A good friend sent this to me some time ago.  A lovely couple paragraphs by Roald Dahl.

“It was my first term and I was walking home alone across the village green after school when suddenly one of the senior twelve-year-old boys came riding full speed down the road on his bicycle about twenty yards away from me. The road was on a hill and the boy was going down the slope, and as he flashed by he started backpedalling very quickly so that the free-wheeling mechanism of his bike made a loud whirring sound. At the same time, he took his hands off the handlebars and folded them casually across his chest. I stopped dead and stared after him. How wonderful he was! How swift and brave and graceful in his long trousers with bicycle-clips around them and his scarlet school cap at a jaunty angle on his head! One day, I told myself, one glorious day I will have a bike like that and I will wear long trousers with bicycle-clips and my school cap will sit jaunty on my head and I will go whizzing down the hill pedaling backwards with no hands on the handlebars!

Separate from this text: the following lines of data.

#![deny(warnings)]

//! Persistence layer: flat SQLite tables for the MM table set, one row per
//! entity, plus bincode snapshot saves. Load/save happens only at explicit
//! save points outside the per-month pipeline; the person table is owned
//! and persisted by the Realm, not here.

use anyhow::{Context, Result};
use mm_core::{
    BooksRow, EmployeeRow, LocationCoord, LocationRow, MmTables, OrderRow, OrderStatus, Pid,
    ProductId, ProductRow,
};
use rust_decimal::Decimal;
use sqlx::sqlite::{SqliteConnectOptions, SqlitePoolOptions};
use sqlx::{Row, SqlitePool};
use std::str::FromStr;
use tracing::info;

/// Default SQLite URL used for local saves.
pub fn default_sqlite_url() -> &'static str {
    "sqlite://./saves/realm.db"
}

const SCHEMA: &[&str] = &[
    "CREATE TABLE IF NOT EXISTS mm_location_master (
        locv INTEGER NOT NULL,
        loch INTEGER NOT NULL,
        balance TEXT NOT NULL
    )",
    "CREATE TABLE IF NOT EXISTS mm_product_master (
        product_id INTEGER NOT NULL,
        locv INTEGER NOT NULL,
        loch INTEGER NOT NULL,
        unit_cost TEXT NOT NULL,
        unit_price TEXT NOT NULL,
        lead_time_months INTEGER NOT NULL
    )",
    "CREATE TABLE IF NOT EXISTS mm_order_master (
        product_id INTEGER NOT NULL,
        order_date INTEGER NOT NULL,
        order_status INTEGER NOT NULL,
        sale_price TEXT NOT NULL,
        sales_tax TEXT NOT NULL,
        profit TEXT
    )",
    "CREATE TABLE IF NOT EXISTS mm_employee_master (
        locv INTEGER NOT NULL,
        loch INTEGER NOT NULL,
        pid INTEGER NOT NULL,
        wage TEXT NOT NULL
    )",
    "CREATE TABLE IF NOT EXISTS mm_books (
        period_s INTEGER NOT NULL,
        locv INTEGER NOT NULL,
        loch INTEGER NOT NULL,
        period_income TEXT NOT NULL
    )",
    "CREATE TABLE IF NOT EXISTS clock (
        month INTEGER NOT NULL
    )",
    "CREATE TABLE IF NOT EXISTS saves (
        id INTEGER PRIMARY KEY AUTOINCREMENT,
        name TEXT NOT NULL,
        note TEXT,
        snapshot BLOB NOT NULL,
        created_at TEXT NOT NULL DEFAULT (datetime('now'))
    )",
];

/// Connect to (creating if missing) and migrate the MM save database.
pub async fn init_db(url: &str) -> Result<SqlitePool> {
    let opts = SqliteConnectOptions::from_str(url)
        .with_context(|| format!("bad sqlite url: {url}"))?
        .create_if_missing(true);
    // a single connection keeps in-memory databases coherent
    let pool = SqlitePoolOptions::new()
        .max_connections(1)
        .connect_with(opts)
        .await
        .context("connecting sqlite")?;
    for stmt in SCHEMA {
        sqlx::query(stmt).execute(&pool).await?;
    }
    Ok(pool)
}

fn dec(text: &str) -> Result<Decimal> {
    Decimal::from_str(text).with_context(|| format!("bad decimal column: {text}"))
}

/// Replace the persisted MM tables and clock with the given state.
pub async fn save_tables(pool: &SqlitePool, tables: &MmTables, month: u32) -> Result<()> {
    let mut tx = pool.begin().await?;
    for table in [
        "mm_location_master",
        "mm_product_master",
        "mm_order_master",
        "mm_employee_master",
        "mm_books",
        "clock",
    ] {
        sqlx::query(&format!("DELETE FROM {table}"))
            .execute(&mut *tx)
            .await?;
    }
    for l in &tables.locations {
        sqlx::query("INSERT INTO mm_location_master (locv, loch, balance) VALUES (?, ?, ?)")
            .bind(i64::from(l.coord.v))
            .bind(i64::from(l.coord.h))
            .bind(l.balance.to_string())
            .execute(&mut *tx)
            .await?;
    }
    for p in &tables.products {
        sqlx::query(
            "INSERT INTO mm_product_master
             (product_id, locv, loch, unit_cost, unit_price, lead_time_months)
             VALUES (?, ?, ?, ?, ?, ?)",
        )
        .bind(p.product_id.0 as i64)
        .bind(i64::from(p.coord.v))
        .bind(i64::from(p.coord.h))
        .bind(p.unit_cost.to_string())
        .bind(p.unit_price.to_string())
        .bind(i64::from(p.lead_time_months))
        .execute(&mut *tx)
        .await?;
    }
    for o in &tables.orders {
        sqlx::query(
            "INSERT INTO mm_order_master
             (product_id, order_date, order_status, sale_price, sales_tax, profit)
             VALUES (?, ?, ?, ?, ?, ?)",
        )
        .bind(o.product_id.0 as i64)
        .bind(i64::from(o.order_date))
        .bind(i64::from(o.status.code()))
        .bind(o.sale_price.to_string())
        .bind(o.sales_tax.to_string())
        .bind(o.profit.map(|p| p.to_string()))
        .execute(&mut *tx)
        .await?;
    }
    for e in &tables.employees {
        sqlx::query("INSERT INTO mm_employee_master (locv, loch, pid, wage) VALUES (?, ?, ?, ?)")
            .bind(i64::from(e.coord.v))
            .bind(i64::from(e.coord.h))
            .bind(e.pid.0)
            .bind(e.wage.to_string())
            .execute(&mut *tx)
            .await?;
    }
    for b in &tables.books {
        sqlx::query(
            "INSERT INTO mm_books (period_s, locv, loch, period_income) VALUES (?, ?, ?, ?)",
        )
        .bind(i64::from(b.period_s))
        .bind(i64::from(b.coord.v))
        .bind(i64::from(b.coord.h))
        .bind(b.period_income.to_string())
        .execute(&mut *tx)
        .await?;
    }
    sqlx::query("INSERT INTO clock (month) VALUES (?)")
        .bind(i64::from(month))
        .execute(&mut *tx)
        .await?;
    tx.commit().await?;
    info!(month, "saved MM tables");
    Ok(())
}

/// Load the persisted MM tables and clock month.
pub async fn load_tables(pool: &SqlitePool) -> Result<(MmTables, u32)> {
    let mut tables = MmTables::default();
    for row in sqlx::query("SELECT locv, loch, balance FROM mm_location_master")
        .fetch_all(pool)
        .await?
    {
        tables.locations.push(LocationRow {
            coord: LocationCoord::new(row.try_get::<i64, _>("locv")? as i32, row.try_get::<i64, _>("loch")? as i32),
            balance: dec(row.try_get("balance")?)?,
        });
    }
    for row in sqlx::query(
        "SELECT product_id, locv, loch, unit_cost, unit_price, lead_time_months
         FROM mm_product_master",
    )
    .fetch_all(pool)
    .await?
    {
        tables.products.push(ProductRow {
            product_id: ProductId(row.try_get::<i64, _>("product_id")? as u64),
            coord: LocationCoord::new(row.try_get::<i64, _>("locv")? as i32, row.try_get::<i64, _>("loch")? as i32),
            unit_cost: dec(row.try_get("unit_cost")?)?,
            unit_price: dec(row.try_get("unit_price")?)?,
            lead_time_months: row.try_get::<i64, _>("lead_time_months")? as u8,
        });
    }
    for row in sqlx::query(
        "SELECT product_id, order_date, order_status, sale_price, sales_tax, profit
         FROM mm_order_master",
    )
    .fetch_all(pool)
    .await?
    {
        let profit: Option<String> = row.try_get("profit")?;
        tables.orders.push(OrderRow {
            product_id: ProductId(row.try_get::<i64, _>("product_id")? as u64),
            order_date: row.try_get::<i64, _>("order_date")? as u32,
            status: OrderStatus::from_code(row.try_get::<i64, _>("order_status")? as i8)?,
            sale_price: dec(row.try_get("sale_price")?)?,
            sales_tax: dec(row.try_get("sales_tax")?)?,
            profit: profit.as_deref().map(dec).transpose()?,
        });
    }
    for row in sqlx::query("SELECT locv, loch, pid, wage FROM mm_employee_master")
        .fetch_all(pool)
        .await?
    {
        tables.employees.push(EmployeeRow {
            coord: LocationCoord::new(row.try_get::<i64, _>("locv")? as i32, row.try_get::<i64, _>("loch")? as i32),
            pid: Pid(row.try_get("pid")?),
            wage: dec(row.try_get("wage")?)?,
        });
    }
    for row in sqlx::query("SELECT period_s, locv, loch, period_income FROM mm_books")
        .fetch_all(pool)
        .await?
    {
        tables.books.push(BooksRow {
            period_s: row.try_get::<i64, _>("period_s")? as u32,
            coord: LocationCoord::new(row.try_get::<i64, _>("locv")? as i32, row.try_get::<i64, _>("loch")? as i32),
            period_income: dec(row.try_get("period_income")?)?,
        });
    }
    let month = sqlx::query("SELECT month FROM clock")
        .fetch_optional(pool)
        .await?
        .map(|row| row.try_get::<i64, _>("month"))
        .transpose()?
        .unwrap_or(0) as u32;
    Ok((tables, month))
}

/// Store a named bincode snapshot of the table set and clock. Returns the
/// save id.
pub async fn create_save(
    pool: &SqlitePool,
    name: &str,
    note: Option<&str>,
    tables: &MmTables,
    month: u32,
) -> Result<i64> {
    let blob = bincode::serialize(&(tables, month)).context("encoding snapshot")?;
    let result = sqlx::query("INSERT INTO saves (name, note, snapshot) VALUES (?, ?, ?)")
        .bind(name)
        .bind(note)
        .bind(blob)
        .execute(pool)
        .await?;
    Ok(result.last_insert_rowid())
}

/// Restore a snapshot created by [`create_save`].
pub async fn load_save(pool: &SqlitePool, id: i64) -> Result<(MmTables, u32)> {
    let row = sqlx::query("SELECT snapshot FROM saves WHERE id = ?")
        .bind(id)
        .fetch_one(pool)
        .await
        .with_context(|| format!("no save with id {id}"))?;
    let blob: Vec<u8> = row.try_get("snapshot")?;
    bincode::deserialize(&blob).context("decoding snapshot")
}

#[cfg(test)]
mod tests {
    use super::*;

    fn sample_tables() -> MmTables {
        let coord = LocationCoord::new(10, 20);
        MmTables {
            locations: vec![LocationRow {
                coord,
                balance: Decimal::new(-123_456, 2),
            }],
            products: vec![ProductRow {
                product_id: ProductId(1),
                coord,
                unit_cost: Decimal::new(600, 0),
                unit_price: Decimal::new(1000, 0),
                lead_time_months: 2,
            }],
            orders: vec![
                OrderRow {
                    product_id: ProductId(1),
                    order_date: 1001,
                    status: OrderStatus::InProduction(2),
                    sale_price: Decimal::new(1000, 0),
                    sales_tax: Decimal::new(60, 0),
                    profit: None,
                },
                OrderRow {
                    product_id: ProductId(1),
                    order_date: 1000,
                    status: OrderStatus::Complete,
                    sale_price: Decimal::new(1000, 0),
                    sales_tax: Decimal::new(60, 0),
                    profit: Some(Decimal::new(340, 0)),
                },
            ],
            employees: vec![EmployeeRow {
                coord,
                pid: Pid(7),
                wage: Decimal::new(40_000, 0),
            }],
            books: vec![BooksRow {
                period_s: 1000,
                coord,
                period_income: Decimal::new(-5012, 2),
            }],
        }
    }

    #[tokio::test]
    async fn tables_roundtrip() {
        let pool = init_db("sqlite::memory:").await.unwrap();
        let tables = sample_tables();
        save_tables(&pool, &tables, 1002).await.unwrap();
        let (back, month) = load_tables(&pool).await.unwrap();
        assert_eq!(back, tables);
        assert_eq!(month, 1002);
    }

    #[tokio::test]
    async fn save_replaces_previous_state() {
        let pool = init_db("sqlite::memory:").await.unwrap();
        let mut tables = sample_tables();
        save_tables(&pool, &tables, 1002).await.unwrap();
        tables.orders.clear();
        tables.locations[0].balance = Decimal::new(777, 0);
        save_tables(&pool, &tables, 1003).await.unwrap();
        let (back, month) = load_tables(&pool).await.unwrap();
        assert_eq!(back, tables);
        assert_eq!(month, 1003);
    }

    #[tokio::test]
    async fn empty_database_loads_empty_tables() {
        let pool = init_db("sqlite::memory:").await.unwrap();
        let (back, month) = load_tables(&pool).await.unwrap();
        assert_eq!(back, MmTables::default());
        assert_eq!(month, 0);
    }

    #[tokio::test]
    async fn snapshot_roundtrip() {
        let pool = init_db("sqlite::memory:").await.unwrap();
        let tables = sample_tables();
        let id = create_save(&pool, "autosave", Some("before tax"), &tables, 1002)
            .await
            .unwrap();
        let (back, month) = load_save(&pool, id).await.unwrap();
        assert_eq!(back, tables);
        assert_eq!(month, 1002);
    }
}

“I promise you that if somebody had caught me by the shoulder at that moment and said to me, ‘What is you greatest wish in life, little boy? What is your absolute ambition? To be a doctor? A fine musician? A painter? A writer? Or the Lord Chancellor?’ I would have answered without hesitation that my only ambition, my hope, my longing was to have a bike like that and to go whizzing down the hill with no hands on the handlebars. It would be fabulous. It made me tremble just to think about it.”

-Roald Dahl, Boy.


2 thoughts on “The Bicycle and the Sweet Shop

  1. A great bit of writing by Roald Dahl. I am sure that we can all relate to the excitement of having our first bicycles and going out to explore the wide world. It is something that some of us never grow out of. I have spent all my life in and around bicycles and the bicycle industry and I never tire of remembering my grandfather’ saying that a bicycle was something that we can get as much enjoyment out of when we are seventy as we could when we were seven. Would I rather have been a doctor or the prime minister? I don’t think so. I am sure that Michael prefers to be bicycle racing as hard as it is. On the other hand, a famous writer? Well maybe. We are stll boys, and we still dream.